* Aim of the exercise *
Throughout the material below, how many lines include the string "global"? Reply with only the number.

# # # # #

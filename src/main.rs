//! 题库整理命令行
//!
//! - `parse`: 阶段 A，解析 `input/` 下的原始文档
//! - `explain`: 阶段 B，为 `clean/` 下的整理稿生成解释
//! - `handle-event`: 读取存储事件（文件或标准输入）并分发
//! - `health`: 输出健康检查结果

use std::io::Read;
use std::path::PathBuf;

use anyhow::{Context, Result};
use clap::{Parser, Subcommand};
use serde::Serialize;

use question_pipeline::orchestrator::error_report;
use question_pipeline::utils::init_tracing;
use question_pipeline::{AppResult, Config, Dispatcher, Outcome};

#[derive(Parser)]
#[command(name = "question_pipeline")]
#[command(version = env!("CARGO_PKG_VERSION"))]
#[command(about = "Extract exam questions from scraped dumps and generate explanations", long_about = None)]
struct Cli {
    /// TOML 配置文件（缺省时只读取环境变量）
    #[arg(short, long, global = true, env = "QUESTION_PIPELINE_CONFIG")]
    config: Option<PathBuf>,

    /// 覆盖配置中的桶目录
    #[arg(long, global = true)]
    bucket: Option<String>,

    /// 输出调试日志
    #[arg(short, long, global = true)]
    verbose: bool,

    /// 输出 JSON 格式的日志
    #[arg(long, global = true)]
    json: bool,

    #[command(subcommand)]
    command: Commands,
}

#[derive(Subcommand)]
enum Commands {
    /// 解析原始题库（阶段 A）
    Parse {
        /// 桶内对象名，例如 input/az900.txt
        object: String,
    },

    /// 为整理稿生成解释（阶段 B）
    Explain {
        /// 桶内对象名，例如 clean/az900.json
        object: String,
    },

    /// 处理一个存储事件
    HandleEvent {
        /// 事件文件，缺省时读取标准输入
        file: Option<PathBuf>,
    },

    /// 健康检查
    Health,
}

fn load_config(cli: &Cli) -> Result<Config> {
    let mut config = match &cli.config {
        Some(path) => Config::from_toml_file(path)
            .with_context(|| format!("加载配置失败: {}", path.display()))?,
        None => Config::from_env(),
    };
    if let Some(bucket) = &cli.bucket {
        config.bucket = bucket.clone();
    }
    if cli.verbose {
        config.verbose_logging = true;
    }
    config.validate().context("配置校验失败")?;
    Ok(config)
}

fn read_event(file: Option<&PathBuf>) -> Result<String> {
    match file {
        Some(path) => std::fs::read_to_string(path)
            .with_context(|| format!("无法读取事件文件: {}", path.display())),
        None => {
            let mut payload = String::new();
            std::io::stdin()
                .read_to_string(&mut payload)
                .context("无法读取标准输入")?;
            Ok(payload)
        }
    }
}

fn print_json<T: Serialize>(value: &T) -> Result<()> {
    println!("{}", serde_json::to_string_pretty(value)?);
    Ok(())
}

/// 输出结果 JSON；失败时输出错误描述并返回错误
fn report(result: AppResult<Outcome>) -> Result<()> {
    match result {
        Ok(outcome) => print_json(&outcome),
        Err(e) => {
            print_json(&error_report(&e))?;
            Err(e.into())
        }
    }
}

#[tokio::main]
async fn main() -> Result<()> {
    let cli = Cli::parse();
    let config = load_config(&cli)?;

    init_tracing(cli.json, config.verbose_logging);

    let dispatcher = Dispatcher::connect(config).await;

    match &cli.command {
        Commands::Parse { object } => report(dispatcher.parse_object(object)),
        Commands::Explain { object } => report(dispatcher.explain_object(object).await),
        Commands::HandleEvent { file } => {
            let payload = read_event(file.as_ref())?;
            report(dispatcher.handle_payload(&payload).await)
        }
        Commands::Health => print_json(&dispatcher.health()),
    }
}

# # # # #

* Solution to the exercise *
4